In a globalised world that continuously undermines localised democratic
institutions, the Internet provides an essential means for defending
and extending participatory democracy.
| 2.
Gender equality, non-discrimination and women's empowerment
are essential prerequisites for equitable and people-centred
development in the 'Information Society' |
An equitable
and inclusive 'Information Society' must be based on the principles
of gender equality, non-discrimination and women's empowerment as
contained in the Beijing Declaration and Platform for Action and the
CEDAW Convention. These are central elements of social justice, political
and economic equality strategies. Women and girls must be explicitly
included as beneficiaries of the 'ICT revolution' as a fundamental
principle of equality and an essential element in the shaping, direction
and growth of the 'Information Society'. They must have equal opportunities
to actively participate in ICT policy decision-making spaces and the
agenda setting processes which shape them.
| 3.
ICT governance and policy frameworks must enable full and equal
participation |
Global, regional
and national ICT governance and policy frameworks can either enable
full participation in the information society or inhibit people's
access to the technology, information and knowledge. Policy frameworks
deal with the development of national communications infrastructure,
to the provision of government, health, education, employment and
other information services, to broader societal issues such as freedom
of expression, privacy and security.
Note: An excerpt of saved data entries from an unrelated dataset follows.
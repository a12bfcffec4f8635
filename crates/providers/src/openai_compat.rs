//! OpenAI-compatible adapter.
//!
//! Works with OpenAI, Ollama, vLLM, LM Studio, Together, and any other
//! endpoint that follows the OpenAI chat completions contract.

use crate::traits::{GenerateRequest, GenerateResponse, LlmProvider};
use crate::util::{from_reqwest, resolve_api_key};
use ac_domain::config::ModelConfig;
use ac_domain::error::{Error, Result};
use ac_domain::message::{Message, Role, Turn};
use ac_domain::stream::{BoxStream, StreamEvent, Usage};
use ac_domain::tool::ToolDefinition;
use serde_json::Value;

/// An LLM provider adapter for any OpenAI-compatible chat completions API.
pub struct OpenAiCompatProvider {
    id: String,
    base_url: String,
    api_key: String,
    client: reqwest::Client,
}

impl OpenAiCompatProvider {
    pub fn from_config(cfg: &ModelConfig) -> Result<Self> {
        let api_key = resolve_api_key(cfg)?;
        let client = reqwest::Client::builder()
            .timeout(std::time::Duration::from_secs(120))
            .build()
            .map_err(from_reqwest)?;

        Ok(Self {
            id: cfg.id.clone(),
            base_url: cfg.base_url.trim_end_matches('/').to_string(),
            api_key,
            client,
        })
    }

    fn authed_post(&self, url: &str) -> reqwest::RequestBuilder {
        self.client
            .post(url)
            .header("Authorization", format!("Bearer {}", self.api_key))
            .header("Content-Type", "application/json")
    }

    fn build_chat_body(&self, req: &GenerateRequest, stream: bool) -> Value {
        let mut messages: Vec<Value> = Vec::new();
        if let Some(ref system) = req.system_prompt {
            messages.push(serde_json::json!({"role": "system", "content": system}));
        }
        for turn in &req.history {
            messages.extend(turn_to_openai(turn));
        }

        let mut body = serde_json::json!({
            "model": req.model,
            "messages": messages,
            "stream": stream,
        });

        if !req.tools.is_empty() {
            let tools: Vec<Value> = req.tools.iter().map(tool_to_openai).collect();
            body["tools"] = Value::Array(tools);
        }
        if let Some(temp) = req.temperature {
            body["temperature"] = serde_json::json!(temp);
        }
        if let Some(max) = req.max_tokens {
            body["max_tokens"] = serde_json::json!(max);
        }
        if stream {
            body["stream_options"] = serde_json::json!({"include_usage": true});
        }
        body
    }
}

// ── Outbound: Turn/Message -> OpenAI chat messages ──────────────────
//
// A Turn can expand into more than one wire message: an assistant turn's
// text and tool calls collapse into one `assistant` message, but each
// `ToolResult` becomes its own `role: tool` message (OpenAI has no way to
// carry multiple tool results in a single message the way Anthropic does).

fn turn_to_openai(turn: &Turn) -> Vec<Value> {
    match turn.role {
        Role::User => turn.messages.iter().map(user_message_to_openai).collect(),
        Role::Assistant => vec![assistant_turn_to_openai(turn)],
    }
}

fn user_message_to_openai(msg: &Message) -> Value {
    match msg {
        Message::ToolResult { id, output, .. } => serde_json::json!({
            "role": "tool",
            "tool_call_id": id,
            "content": output,
        }),
        other => serde_json::json!({"role": "user", "content": other.flat_text()}),
    }
}

fn assistant_turn_to_openai(turn: &Turn) -> Value {
    let mut text_parts = Vec::new();
    let mut tool_calls = Vec::new();
    for msg in &turn.messages {
        match msg {
            Message::TextResult { text } => text_parts.push(text.clone()),
            Message::ToolCall { id, name, input } => tool_calls.push(serde_json::json!({
                "id": id,
                "type": "function",
                "function": {"name": name, "arguments": input.to_string()},
            })),
            // Reasoning content has no standard slot in the OpenAI wire
            // format; it is simply not replayed on the next turn.
            Message::Thinking { .. } | Message::RedactedThinking { .. } => {}
            _ => {}
        }
    }

    let mut obj = serde_json::json!({"role": "assistant"});
    obj["content"] = if text_parts.is_empty() { Value::Null } else { Value::String(text_parts.join("\n")) };
    if !tool_calls.is_empty() {
        obj["tool_calls"] = Value::Array(tool_calls);
    }
    obj
}

fn tool_to_openai(tool: &ToolDefinition) -> Value {
    serde_json::json!({
        "type": "function",
        "function": {
            "name": tool.name,
            "description": tool.description,
            "parameters": tool.input_schema,
        }
    })
}

// ── Inbound: OpenAI response -> Turn/Message ────────────────────────

fn parse_chat_response(body: &Value) -> Result<GenerateResponse> {
    let choice = body
        .get("choices")
        .and_then(|c| c.as_array())
        .and_then(|a| a.first())
        .ok_or_else(|| Error::LlmFatal("openai_compat response had no choices".into()))?;

    let message = choice
        .get("message")
        .ok_or_else(|| Error::LlmFatal("openai_compat choice had no message".into()))?;

    let mut messages = Vec::new();
    if let Some(text) = message.get("content").and_then(|v| v.as_str()) {
        if !text.is_empty() {
            messages.push(Message::TextResult { text: text.to_string() });
        }
    }
    messages.extend(parse_openai_tool_calls(message));

    let finish_reason = choice.get("finish_reason").and_then(|v| v.as_str()).map(String::from);
    let usage = body.get("usage").and_then(parse_openai_usage);

    Ok(GenerateResponse { turn: Turn::new(Role::Assistant, messages), usage, finish_reason })
}

fn parse_openai_tool_calls(message: &Value) -> Vec<Message> {
    let arr = match message.get("tool_calls").and_then(|v| v.as_array()) {
        Some(a) => a,
        None => return Vec::new(),
    };
    arr.iter()
        .filter_map(|tc| {
            let id = tc.get("id")?.as_str()?.to_string();
            let func = tc.get("function")?;
            let name = func.get("name")?.as_str()?.to_string();
            let args_str = func.get("arguments")?.as_str().unwrap_or("{}");
            let input: Value = serde_json::from_str(args_str).unwrap_or(Value::Object(Default::default()));
            Some(Message::ToolCall { id, name, input })
        })
        .collect()
}

fn parse_openai_usage(v: &Value) -> Option<Usage> {
    Some(Usage {
        prompt_tokens: v.get("prompt_tokens")?.as_u64()? as u32,
        completion_tokens: v.get("completion_tokens")?.as_u64()? as u32,
        total_tokens: v.get("total_tokens")?.as_u64()? as u32,
    })
}

// ── Streaming ────────────────────────────────────────────────────────

fn parse_sse_data_vec(data: &str) -> Vec<Result<StreamEvent>> {
    if data.trim() == "[DONE]" {
        return vec![Ok(StreamEvent::Done { usage: None, finish_reason: Some("stop".into()) })];
    }

    let v: Value = match serde_json::from_str(data) {
        Ok(v) => v,
        Err(e) => return vec![Err(Error::Json(e))],
    };

    let choice = v.get("choices").and_then(|c| c.as_array()).and_then(|a| a.first());
    let choice = match choice {
        Some(c) => c,
        None => {
            if let Some(usage) = v.get("usage").and_then(parse_openai_usage) {
                return vec![Ok(StreamEvent::Done { usage: Some(usage), finish_reason: None })];
            }
            return Vec::new();
        }
    };
    let delta = choice.get("delta").unwrap_or(&Value::Null);

    if let Some(fr) = choice.get("finish_reason").and_then(|f| f.as_str()) {
        let usage = v.get("usage").and_then(parse_openai_usage);
        return vec![Ok(StreamEvent::Done { usage, finish_reason: Some(fr.to_string()) })];
    }

    let mut events = Vec::new();
    if let Some(tc_arr) = delta.get("tool_calls").and_then(|v| v.as_array()) {
        for tc in tc_arr {
            if let Some(id) = tc.get("id").and_then(|v| v.as_str()) {
                let name = tc.get("function").and_then(|f| f.get("name")).and_then(|v| v.as_str()).unwrap_or("");
                events.push(Ok(StreamEvent::ToolCallStarted { call_id: id.to_string(), tool_name: name.to_string() }));
            }
            if let Some(args) = tc.get("function").and_then(|f| f.get("arguments")).and_then(|v| v.as_str()) {
                let idx = tc.get("index").and_then(|v| v.as_u64()).unwrap_or(0).to_string();
                events.push(Ok(StreamEvent::ToolCallDelta { call_id: idx, delta: args.to_string() }));
            }
        }
    }
    if let Some(text) = delta.get("content").and_then(|v| v.as_str()) {
        if !text.is_empty() {
            events.push(Ok(StreamEvent::Token { text: text.to_string() }));
        }
    }
    events
}

#[async_trait::async_trait]
impl LlmProvider for OpenAiCompatProvider {
    async fn generate(&self, req: GenerateRequest) -> Result<GenerateResponse> {
        let url = format!("{}/chat/completions", self.base_url);
        let body = self.build_chat_body(&req, false);

        tracing::debug!(provider = %self.id, url = %url, "openai_compat generate request");

        let resp = self.authed_post(&url).json(&body).send().await.map_err(from_reqwest)?;
        let status = resp.status();
        let resp_text = resp.text().await.map_err(from_reqwest)?;

        if !status.is_success() {
            return Err(Error::LlmTransient(format!("openai_compat {} returned HTTP {}: {}", self.id, status.as_u16(), resp_text)));
        }

        let resp_json: Value = serde_json::from_str(&resp_text)?;
        parse_chat_response(&resp_json)
    }

    async fn generate_stream(&self, req: GenerateRequest) -> Result<BoxStream<'static, Result<StreamEvent>>> {
        let url = format!("{}/chat/completions", self.base_url);
        let body = self.build_chat_body(&req, true);
        let provider_id = self.id.clone();

        tracing::debug!(provider = %self.id, url = %url, "openai_compat stream request");

        let resp = self.authed_post(&url).json(&body).send().await.map_err(from_reqwest)?;
        let status = resp.status();
        if !status.is_success() {
            let err_text = resp.text().await.map_err(from_reqwest)?;
            return Err(Error::LlmTransient(format!("openai_compat {} returned HTTP {}: {}", provider_id, status.as_u16(), err_text)));
        }

        Ok(crate::sse::sse_response_stream(resp, parse_sse_data_vec))
    }

    fn provider_id(&self) -> &str {
        &self.id
    }
}

#[cfg(test)]
mod tests {
    use super::*;

    #[test]
    fn assistant_turn_collapses_text_and_tool_calls_into_one_message() {
        let turn = Turn::new(
            Role::Assistant,
            vec![
                Message::TextResult { text: "ok".into() },
                Message::ToolCall { id: "c1".into(), name: "exec".into(), input: serde_json::json!({}) },
            ],
        );
        let msgs = turn_to_openai(&turn);
        assert_eq!(msgs.len(), 1);
        assert_eq!(msgs[0]["content"], "ok");
        assert_eq!(msgs[0]["tool_calls"][0]["function"]["name"], "exec");
    }

    #[test]
    fn tool_result_becomes_its_own_tool_role_message() {
        let turn = Turn::tool_result("c1", "exec", "output");
        let msgs = turn_to_openai(&turn);
        assert_eq!(msgs.len(), 1);
        assert_eq!(msgs[0]["role"], "tool");
        assert_eq!(msgs[0]["tool_call_id"], "c1");
    }

    #[test]
    fn parse_response_extracts_text_and_tool_calls() {
        let body = serde_json::json!({
            "choices": [{
                "finish_reason": "tool_calls",
                "message": {
                    "content": "let me check",
                    "tool_calls": [{"id": "c1", "type": "function", "function": {"name": "exec", "arguments": "{\"cmd\":\"ls\"}"}}]
                }
            }],
            "usage": {"prompt_tokens": 10, "completion_tokens": 5, "total_tokens": 15}
        });
        let resp = parse_chat_response(&body).unwrap();
        assert_eq!(resp.turn.messages.len(), 2);
        assert_eq!(resp.finish_reason.as_deref(), Some("tool_calls"));
    }

    #[test]
    fn sse_done_sentinel_emits_done_event() {
        let events = parse_sse_data_vec("[DONE]");
        assert_eq!(events.len(), 1);
        assert!(matches!(events[0].as_ref().unwrap(), StreamEvent::Done { .. }));
    }

    #[test]
    fn sse_content_delta_emits_token_event() {
        let events = parse_sse_data_vec(r#"{"choices":[{"delta":{"content":"hi"}}]}"#);
        assert_eq!(events.len(), 1);
        match events[0].as_ref().unwrap() {
            StreamEvent::Token { text } => assert_eq!(text, "hi"),
            other => panic!("unexpected event: {other:?}"),
        }
    }
}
All of these policies have implications
for women and failure to take account of these will certainly lead
to negative impacts for women in relation to those for men.
| 4.
All ICT initiatives must incorporate a gender perspective |
A gender perspective
must be incorporated by all stakeholders involved in the process of
planning, implementing, monitoring and evaluating ICT initiatives.
Hence, all stakeholders must of necessity develop quantitative and
qualitative indicators, benchmarks, and 'ICT for development' targets
that are gender specific.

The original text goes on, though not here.